Die Manufacture royale de porcelaine de Sèvres ist eine der bedeutendsten europäischen Manufakturen zur Herstellung von Frittenporzellan. Die Manufaktur hat seit 1756 ihren Sitz in Sèvres.

Werkgeschichte

„Manufacture de Vincennes“

Im Jahr 1740 wurde die vierte Porzellanmanufaktur Frankreichs im Château de Vincennes am Stadtrand von Paris als Privatunternehmen gegründet. Nach 1745 gewann die Manufaktur finanziell und künstlerisch-handwerklich an Bedeutung. In Vincennes produzierte man bis 1756 unter dem Namen Manufacture de Vincennes.

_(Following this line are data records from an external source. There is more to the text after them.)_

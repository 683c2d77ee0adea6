use crate::api::config::LaneDefinitions;
use crate::api::types::WordRef;

/// Commands a host can issue to a session.
#[derive(Debug, Clone, PartialEq)]
pub enum Command {
    /// Build lanes from word texts (resets a live session first).
    Setup(LaneDefinitions),
    Start,
    Reset,
    /// Tap-to-capture on a specific word.
    Capture(WordRef),
    /// A speech transcript; captures every moving word it names.
    Speak(String),
}

/// A queue of host commands.
/// The host pushes commands as they arrive; the runner drains them at the
/// start of each frame so they never interleave with a tick.
pub struct CommandQueue {
    commands: Vec<Command>,
}

impl CommandQueue {
    pub fn new() -> Self {
        Self {
            commands: Vec::with_capacity(16),
        }
    }

    pub fn push(&mut self, command: Command) {
        self.commands.push(command);
    }

    /// Drain all pending commands in arrival order.
    pub fn drain(&mut self) -> Vec<Command> {
        std::mem::take(&mut self.commands)
    }

    pub fn is_empty(&self) -> bool {
        self.commands.is_empty()
    }

    pub fn len(&self) -> usize {
        self.commands.len()
    }
}

impl Default for CommandQueue {
    fn default() -> Self {
        Self::new()
    }
}

#[cfg(test)]
mod tests {
    use super::*;

    #[test]
    fn push_and_drain() {
        let mut q = CommandQueue::new();
        q.push(Command::Start);
        q.push(Command::Capture(WordRef::new(1, 0)));
        assert_eq!(q.len(), 2);
        let commands = q.drain();
        assert_eq!(commands, vec![Command::Start, Command::Capture(WordRef::new(1, 0))]);
        assert!(q.is_empty());
    }
}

In Vincennes begann man mit der Nachahmung von Meißener Porzellan. Initiator war der französische Finanzminister Louis Henri Orry de Fulvy, der das französische Porzellan konkurrenzfähig machen und den Import aus dem sächsischen Meißen eindämmen wollte. Er rekrutierte drei ehemalige Arbeiter der Porzellanmanufaktur von Chantilly, die Brüder Gilles und Robert Dubois sowie François Gravant, die mit Porzellanmasse experimentierten. 1745 gelang die Herstellung von Frittenporzellan, das in seiner Verarbeitung eine Reihe neuer Formen und Farben ermöglichte.

Das Geheimnis der Herstellung von Hartporzellan (pâte dure) wurde in Europa um 1708 in Meißen entwickelt. Traditionell wurde Porzellan durch die Ostindien-Kompanie aus China als Chinesisches Auftragsporzellan als Famille jaune, noire, rose, verte und aus Japan als Kakiemon- und Imari-Porzellan nach Europa importiert.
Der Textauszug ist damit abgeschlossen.